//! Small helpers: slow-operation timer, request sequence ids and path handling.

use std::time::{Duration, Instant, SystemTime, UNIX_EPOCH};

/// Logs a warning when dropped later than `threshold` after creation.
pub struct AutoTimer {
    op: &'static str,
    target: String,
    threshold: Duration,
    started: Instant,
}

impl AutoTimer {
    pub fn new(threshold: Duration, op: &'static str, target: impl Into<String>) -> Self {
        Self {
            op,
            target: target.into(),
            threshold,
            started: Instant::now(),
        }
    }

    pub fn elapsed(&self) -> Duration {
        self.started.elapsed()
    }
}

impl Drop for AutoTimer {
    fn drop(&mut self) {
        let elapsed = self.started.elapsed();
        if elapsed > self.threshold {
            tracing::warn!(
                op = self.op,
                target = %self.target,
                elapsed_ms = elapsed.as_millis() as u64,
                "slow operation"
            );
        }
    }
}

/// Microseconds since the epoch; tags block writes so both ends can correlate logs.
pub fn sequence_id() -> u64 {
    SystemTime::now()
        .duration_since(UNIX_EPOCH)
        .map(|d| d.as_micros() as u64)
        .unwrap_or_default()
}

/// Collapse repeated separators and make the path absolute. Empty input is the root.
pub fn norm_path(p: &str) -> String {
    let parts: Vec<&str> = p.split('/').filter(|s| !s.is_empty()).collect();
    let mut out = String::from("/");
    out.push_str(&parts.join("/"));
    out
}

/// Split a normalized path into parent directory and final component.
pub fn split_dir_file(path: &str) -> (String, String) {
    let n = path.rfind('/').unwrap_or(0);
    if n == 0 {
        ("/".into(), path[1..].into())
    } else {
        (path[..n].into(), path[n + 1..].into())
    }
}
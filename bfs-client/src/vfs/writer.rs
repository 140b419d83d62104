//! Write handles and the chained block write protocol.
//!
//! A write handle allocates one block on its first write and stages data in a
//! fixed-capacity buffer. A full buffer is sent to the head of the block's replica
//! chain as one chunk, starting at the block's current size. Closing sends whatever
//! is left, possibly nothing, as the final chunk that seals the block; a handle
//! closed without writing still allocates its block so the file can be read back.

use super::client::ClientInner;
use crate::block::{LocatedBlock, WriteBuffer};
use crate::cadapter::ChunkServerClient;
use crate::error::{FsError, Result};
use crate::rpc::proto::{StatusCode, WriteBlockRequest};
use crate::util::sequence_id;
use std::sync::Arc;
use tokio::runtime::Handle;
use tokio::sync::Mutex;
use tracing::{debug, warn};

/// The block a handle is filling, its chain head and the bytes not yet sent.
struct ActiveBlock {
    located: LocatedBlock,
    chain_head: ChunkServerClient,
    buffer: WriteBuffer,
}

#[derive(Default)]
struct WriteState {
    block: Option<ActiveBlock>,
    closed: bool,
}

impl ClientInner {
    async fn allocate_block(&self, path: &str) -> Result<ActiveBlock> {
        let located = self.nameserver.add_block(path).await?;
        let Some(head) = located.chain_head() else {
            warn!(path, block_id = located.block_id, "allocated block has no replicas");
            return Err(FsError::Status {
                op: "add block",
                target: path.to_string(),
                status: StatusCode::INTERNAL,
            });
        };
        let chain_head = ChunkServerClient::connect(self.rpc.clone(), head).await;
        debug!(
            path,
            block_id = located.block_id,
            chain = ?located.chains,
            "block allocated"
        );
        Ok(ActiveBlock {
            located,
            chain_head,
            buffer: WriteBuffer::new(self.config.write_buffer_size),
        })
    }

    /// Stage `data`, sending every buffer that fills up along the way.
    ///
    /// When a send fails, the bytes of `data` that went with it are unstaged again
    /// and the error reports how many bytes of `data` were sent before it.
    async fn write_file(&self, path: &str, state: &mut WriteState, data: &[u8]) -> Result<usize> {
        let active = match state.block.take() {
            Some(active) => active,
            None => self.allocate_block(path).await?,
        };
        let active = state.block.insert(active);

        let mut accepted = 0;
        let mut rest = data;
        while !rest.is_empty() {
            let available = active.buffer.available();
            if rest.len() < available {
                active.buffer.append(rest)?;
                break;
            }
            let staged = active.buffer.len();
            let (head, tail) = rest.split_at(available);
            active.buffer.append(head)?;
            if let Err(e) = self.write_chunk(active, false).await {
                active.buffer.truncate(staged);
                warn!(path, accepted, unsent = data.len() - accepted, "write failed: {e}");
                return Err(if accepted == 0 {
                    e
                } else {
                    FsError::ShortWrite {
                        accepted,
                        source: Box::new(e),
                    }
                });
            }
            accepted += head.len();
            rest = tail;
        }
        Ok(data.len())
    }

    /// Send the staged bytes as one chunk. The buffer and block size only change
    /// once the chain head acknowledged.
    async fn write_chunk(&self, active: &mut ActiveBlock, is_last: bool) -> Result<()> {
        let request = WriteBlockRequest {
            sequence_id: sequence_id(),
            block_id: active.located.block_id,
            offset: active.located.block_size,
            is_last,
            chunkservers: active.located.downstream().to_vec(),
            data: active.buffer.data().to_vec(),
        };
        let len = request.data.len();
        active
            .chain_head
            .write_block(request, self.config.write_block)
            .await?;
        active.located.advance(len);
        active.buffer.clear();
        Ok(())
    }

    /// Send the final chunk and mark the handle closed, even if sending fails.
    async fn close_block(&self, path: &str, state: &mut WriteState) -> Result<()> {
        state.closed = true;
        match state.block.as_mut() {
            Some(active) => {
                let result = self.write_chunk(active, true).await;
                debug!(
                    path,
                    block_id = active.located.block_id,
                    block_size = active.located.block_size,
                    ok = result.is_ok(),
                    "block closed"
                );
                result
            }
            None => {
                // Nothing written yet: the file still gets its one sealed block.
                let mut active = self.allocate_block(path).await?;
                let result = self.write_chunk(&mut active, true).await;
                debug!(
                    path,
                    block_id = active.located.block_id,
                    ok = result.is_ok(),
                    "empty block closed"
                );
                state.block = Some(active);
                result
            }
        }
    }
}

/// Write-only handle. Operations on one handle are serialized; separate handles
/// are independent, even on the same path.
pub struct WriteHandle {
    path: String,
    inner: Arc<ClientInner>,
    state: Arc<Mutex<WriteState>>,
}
........
Repeat each line above exactly as written.

— Task result —
//! Small helpers: slow-operation timer, request sequence ids and path handling.

use std::time::{Duration, Instant, SystemTime, UNIX_EPOCH};

/// Logs a warning when dropped later than `threshold` after creation.
pub struct AutoTimer {
    op: &'static str,
    target: String,
    threshold: Duration,
    started: Instant,
}

impl AutoTimer {
    pub fn new(threshold: Duration, op: &'static str, target: impl Into<String>) -> Self {
        Self {
            op,
            target: target.into(),
            threshold,
            started: Instant::now(),
        }
    }

    pub fn elapsed(&self) -> Duration {
        self.started.elapsed()
    }
}

impl Drop for AutoTimer {
    fn drop(&mut self) {
        let elapsed = self.started.elapsed();
        if elapsed > self.threshold {
            tracing::warn!(
                op = self.op,
                target = %self.target,
                elapsed_ms = elapsed.as_millis() as u64,
                "slow operation"
            );
        }
    }
}

/// Microseconds since the epoch; tags block writes so both ends can correlate logs.
pub fn sequence_id() -> u64 {
    SystemTime::now()
        .duration_since(UNIX_EPOCH)
        .map(|d| d.as_micros() as u64)
        .unwrap_or_default()
}

/// Collapse repeated separators and make the path absolute. Empty input is the root.
pub fn norm_path(p: &str) -> String {
    let parts: Vec<&str> = p.split('/').filter(|s| !s.is_empty()).collect();
    let mut out = String::from("/");
    out.push_str(&parts.join("/"));
    out
}

/// Split a normalized path into parent directory and final component.
pub fn split_dir_file(path: &str) -> (String, String) {
    let n = path.rfind('/').unwrap_or(0);
    if n == 0 {
        ("/".into(), path[1..].into())
    } else {
        (path[..n].into(), path[n + 1..].into())
    }
}
filename bfs-client/src/vfs/writer.rs
repository 140b419d83d62104
//! Write handles and the chained block write protocol.
//!
//! A write handle allocates one block on its first write and stages data in a
//! fixed-capacity buffer. A full buffer is sent to the head of the block's replica
//! chain as one chunk, starting at the block's current size. Closing sends whatever
//! is left, possibly nothing, as the final chunk that seals the block; a handle
//! closed without writing still allocates its block so the file can be read back.

use super::client::ClientInner;
use crate::block::{LocatedBlock, WriteBuffer};
use crate::cadapter::ChunkServerClient;
use crate::error::{FsError, Result};
use crate::rpc::proto::{StatusCode, WriteBlockRequest};
use crate::util::sequence_id;
use std::sync::Arc;
use tokio::runtime::Handle;
use tokio::sync::Mutex;
use tracing::{debug, warn};

/// The block a handle is filling, its chain head and the bytes not yet sent.
struct ActiveBlock {
    located: LocatedBlock,
    chain_head: ChunkServerClient,
    buffer: WriteBuffer,
}

#[derive(Default)]
struct WriteState {
    block: Option<ActiveBlock>,
    closed: bool,
}

impl ClientInner {
    async fn allocate_block(&self, path: &str) -> Result<ActiveBlock> {
        let located = self.nameserver.add_block(path).await?;
        let Some(head) = located.chain_head() else {
            warn!(path, block_id = located.block_id, "allocated block has no replicas");
            return Err(FsError::Status {
                op: "add block",
                target: path.to_string(),
                status: StatusCode::INTERNAL,
            });
        };
        let chain_head = ChunkServerClient::connect(self.rpc.clone(), head).await;
        debug!(
            path,
            block_id = located.block_id,
            chain = ?located.chains,
            "block allocated"
        );
        Ok(ActiveBlock {
            located,
            chain_head,
            buffer: WriteBuffer::new(self.config.write_buffer_size),
        })
    }

    /// Stage `data`, sending every buffer that fills up along the way.
    ///
    /// When a send fails, the bytes of `data` that went with it are unstaged again
    /// and the error reports how many bytes of `data` were sent before it.
    async fn write_file(&self, path: &str, state: &mut WriteState, data: &[u8]) -> Result<usize> {
        let active = match state.block.take() {
            Some(active) => active,
            None => self.allocate_block(path).await?,
        };
        let active = state.block.insert(active);

        let mut accepted = 0;
        let mut rest = data;
        while !rest.is_empty() {
            let available = active.buffer.available();
            if rest.len() < available {
                active.buffer.append(rest)?;
                break;
            }
            let staged = active.buffer.len();
            let (head, tail) = rest.split_at(available);
            active.buffer.append(head)?;
            if let Err(e) = self.write_chunk(active, false).await {
                active.buffer.truncate(staged);
                warn!(path, accepted, unsent = data.len() - accepted, "write failed: {e}");
                return Err(if accepted == 0 {
                    e
                } else {
                    FsError::ShortWrite {
                        accepted,
                        source: Box::new(e),
                    }
                });
            }
            accepted += head.len();
            rest = tail;
        }
        Ok(data.len())
    }

    /// Send the staged bytes as one chunk. The buffer and block size only change
    /// once the chain head acknowledged.
    async fn write_chunk(&self, active: &mut ActiveBlock, is_last: bool) -> Result<()> {
        let request = WriteBlockRequest {
            sequence_id: sequence_id(),
            block_id: active.located.block_id,
            offset: active.located.block_size,
            is_last,
            chunkservers: active.located.downstream().to_vec(),
            data: active.buffer.data().to_vec(),
        };
        let len = request.data.len();
        active
            .chain_head
            .write_block(request, self.config.write_block)
            .await?;
        active.located.advance(len);
        active.buffer.clear();
        Ok(())
    }

    /// Send the final chunk and mark the handle closed, even if sending fails.
    async fn close_block(&self, path: &str, state: &mut WriteState) -> Result<()> {
        state.closed = true;
        match state.block.as_mut() {
            Some(active) => {
                let result = self.write_chunk(active, true).await;
                debug!(
                    path,
                    block_id = active.located.block_id,
                    block_size = active.located.block_size,
                    ok = result.is_ok(),
                    "block closed"
                );
                result
            }
            None => {
                // Nothing written yet: the file still gets its one sealed block.
                let mut active = self.allocate_block(path).await?;
                let result = self.write_chunk(&mut active, true).await;
                debug!(
                    path,
                    block_id = active.located.block_id,
                    ok = result.is_ok(),
                    "empty block closed"
                );
                state.block = Some(active);
                result
            }
        }
    }
}

/// Write-only handle. Operations on one handle are serialized; separate handles
/// are independent, even on the same path.
pub struct WriteHandle {
    path: String,
    inner: Arc<ClientInner>,
    state: Arc<Mutex<WriteState>>,
}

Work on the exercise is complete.